Beckley Retreats
- Type: Private
- Industry: Wellness tourism
- Founded: 2021
- Founders: Amanda Feilding, Neil Markey
- Headquarters: Jamaica
- Number of locations: Jamaica, Netherlands
- Key people: Neil Markey (CEO)
- Website: beckleyretreats.com

= Beckley Retreats =

Psychedelic retreat center

Beckley Retreats is a network of psychedelic retreat centers that provides integrated health programs utilizing psilocybin. Founded in 2021, it operates in jurisdictions where psilocybin is legal, including Jamaica and the Netherlands.

== History ==

Beckley Retreats was founded in 2021 by Amanda Feilding, Neil Markey, and others in the psychedelics field. Its first retreat took place in September 2022 in Jamaica and hosted approximately 20 guests. Feilding's personal experience with psychedelics inspired the retreats.

== Operations ==
Beckley Retreats operates in countries where psilocybin is legal, including the Netherlands and Jamaica. In Jamaica, retreats take place on the 200-acre Good Hope Estate in Trelawny Parish, with Netherlands retreats taking place at multiple sites.

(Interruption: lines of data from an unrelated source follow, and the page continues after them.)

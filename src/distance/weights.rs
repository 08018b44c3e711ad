use serde::{Deserialize, Serialize};

use crate::units::{Demographics, Profile};

/// Per-feature standard deviations used to z-score profile differences.
#[derive(Clone, Copy, Debug, PartialEq, Serialize, Deserialize)]
pub struct Stdevs {
    pub race: Demographics,
    pub food: f64,
    pub wages: f64,
}

impl Default for Stdevs {
    fn default() -> Self {
        Self { race: Demographics::from_array([1.0; 5]), food: 1.0, wages: 1.0 }
    }
}

impl Stdevs {
    /// Population standard deviation of each feature across `profiles`.
    /// Falls back to unit deviations when `profiles` is empty.
    pub fn from_profiles<'a>(profiles: impl IntoIterator<Item = &'a Profile>) -> Self {
        let profiles = profiles.into_iter().collect::<Vec<_>>();
        if profiles.is_empty() { return Self::default() }
        let n = profiles.len() as f64;

        let stdev = |feature: &dyn Fn(&Profile) -> f64| {
            let mean = profiles.iter().map(|p| feature(p)).sum::<f64>() / n;
            (profiles.iter().map(|p| (feature(p) - mean).powi(2)).sum::<f64>() / n).sqrt()
        };

        let mut race = [0.0; 5];
        for (k, value) in race.iter_mut().enumerate() {
            *value = stdev(&|p: &Profile| p.race.to_array()[k]);
        }

        Self {
            race: Demographics::from_array(race),
            food: stdev(&|p: &Profile| p.food),
            wages: stdev(&|p: &Profile| p.wages),
        }
    }
}

/// Relative importance of the three feature groups. Need not sum to one.
#[derive(Clone, Copy, Debug, PartialEq, Serialize, Deserialize)]
#[serde(default)]
pub struct FeatureWeights {
    pub race: f64,
    pub food: f64,
    pub wages: f64,
}

impl Default for FeatureWeights {
    fn default() -> Self { Self { race: 0.33, food: 0.33, wages: 0.33 } }
}

/// Everything the distance metric needs: deviations for z-scoring and group weights.
#[derive(Clone, Copy, Debug, PartialEq, Serialize, Deserialize)]
pub struct DistanceWeights {
    pub stdev: Stdevs,
    pub w_race: f64,
    pub w_food: f64,
    pub w_wages: f64,
}

impl DistanceWeights {
    pub fn new(stdev: Stdevs, weights: FeatureWeights) -> Self {
        Self { stdev, w_race: weights.race, w_food: weights.food, w_wages: weights.wages }
    }
}
//! Format-specific reading and writing helpers shared by the loaders and plan writers.

pub(crate) mod csv;
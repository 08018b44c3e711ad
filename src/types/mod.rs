mod unit_id;

pub use unit_id::{normalize_name, UnitId, PART_SEPARATOR};
use std::collections::BTreeSet;

use ahash::AHashMap;
use anyhow::{Context, Result};
use tracing::{debug, warn};

use crate::{
    graph::{AdjacencyList, Graph},
    types::UnitId,
    units::{Profile, Unit, UnitTable},
};

/// Read-only working set shared by every attempt: the unit table, the adjacency
/// graph over dense unit indices, precomputed unit profiles and interned base keys.
#[derive(Clone, Debug)]
pub struct Region {
    units: UnitTable,
    graph: Graph,
    profiles: Vec<Profile>,
    bases: Vec<u32>,
    base_names: Vec<UnitId>,
}

impl Region {
    /// Index the unit table against an adjacency list.
    ///
    /// Neighbors that are not in the unit table are dropped, and units without an
    /// adjacency entry are kept but flagged; both are logged.
    pub fn new(units: UnitTable, adjacency: &AdjacencyList) -> Result<Self> {
        let mut unknown = BTreeSet::new();
        let mut unlisted = Vec::new();

        let (edges, listed): (Vec<Vec<u32>>, Vec<bool>) = units.iter()
            .map(|unit| match adjacency.neighbors(unit.id().as_str()) {
                Some(neighbors) => {
                    let edges = neighbors.iter()
                        .filter_map(|id| {
                            let index = units.index_of(id.as_str());
                            if index.is_none() { unknown.insert(id.clone()); }
                            index.map(|i| i as u32)
                        })
                        .collect();
                    (edges, true)
                }
                None => {
                    unlisted.push(unit.id().clone());
                    (Vec::new(), false)
                }
            })
            .unzip();

        for id in &unknown {
            warn!("[region] adjacency entry '{id}' has no matching unit, ignoring its edges");
        }
        for id in &unlisted {
            warn!("[region] unit '{id}' has no adjacency entry");
        }

        let profiles = units.iter()
            .map(|unit| unit.profile()
                .with_context(|| format!("[region] Unit '{}' has no population to profile", unit.id())))
            .collect::<Result<Vec<_>>>()?;

        let (bases, base_names) = {
            let mut interned = AHashMap::<&str, u32>::new();
            let mut base_names = Vec::new();
            let bases = units.iter()
                .map(|unit| *interned.entry(unit.id().base()).or_insert_with(|| {
                    base_names.push(UnitId::from_normalized(unit.id().base()));
                    (base_names.len() - 1) as u32
                }))
                .collect::<Vec<_>>();
            (bases, base_names)
        };

        let graph = Graph::new(units.len(), &edges, listed);
        debug!("[region] indexed {} units with {} adjacencies", graph.node_count(), graph.edge_count() / 2);

        Ok(Self { units, graph, profiles, bases, base_names })
    }

    /// Number of units.
    #[inline] pub fn len(&self) -> usize { self.units.len() }

    #[inline] pub fn is_empty(&self) -> bool { self.units.is_empty() }

    #[inline] pub fn units(&self) -> &UnitTable { &self.units }

    #[inline] pub fn unit(&self, index: usize) -> &Unit { self.units.unit(index) }

    /// Number of undirected adjacencies between units.
    #[inline] pub fn edge_count(&self) -> usize { self.graph.edge_count() / 2 }

    /// Number of neighbors of a unit.
    #[inline] pub fn degree(&self, index: usize) -> usize { self.graph.degree(index) }

    /// Precomputed per-capita profile of a unit.
    #[inline] pub fn profile(&self, index: usize) -> &Profile { &self.profiles[index] }

    #[inline] pub fn profiles(&self) -> &[Profile] { &self.profiles }

    /// Interned base key of a unit.
    #[inline] pub fn base(&self, index: usize) -> u32 { self.bases[index] }

    /// Identifier of an interned base key.
    #[inline] pub fn base_name(&self, base: u32) -> &UnitId { &self.base_names[base as usize] }

    /// Number of distinct base units.
    #[inline] pub fn base_count(&self) -> usize { self.base_names.len() }

    /// Neighbors of a unit by dense index.
    #[inline]
    pub fn neighbors(&self, index: usize) -> impl Iterator<Item = usize> + '_ { self.graph.edges(index) }

    /// Whether the unit had an adjacency entry.
    #[inline] pub fn has_adjacency(&self, index: usize) -> bool { self.graph.is_listed(index) }

    /// Indices of units without an adjacency entry.
    pub fn unlisted_units(&self) -> impl Iterator<Item = usize> + '_ {
        (0..self.len()).filter(|&i| !self.graph.is_listed(i))
    }

    #[inline] pub fn total_population(&self) -> f64 { self.units.total_population() }

    /// Ideal district population for `num_districts` districts.
    #[inline]
    pub fn target_population(&self, num_districts: usize) -> f64 {
        self.total_population() / num_districts as f64
    }
}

Retreats consist of multi-night stays and include mindfulness, meditation, and yoga. Retreat programs include pre-retreat preparation and post-program integration. During the retreats, participants consume psilocybin through tea or capsules, with ceremonies facilitated by therapists, physicians, and musicians and lasting approximately six hours.

Attendees have been described as high-functioning individuals including entrepreneurs, creatives and philanthropists. Retreats have been attended by CNN correspondents, tech executives, and the fashion editor of The Sunday Times. In 2025, a study of the effects of psychedelics in retreat settings was conducted by Robin Carhart-Harris at Beckley Retreats.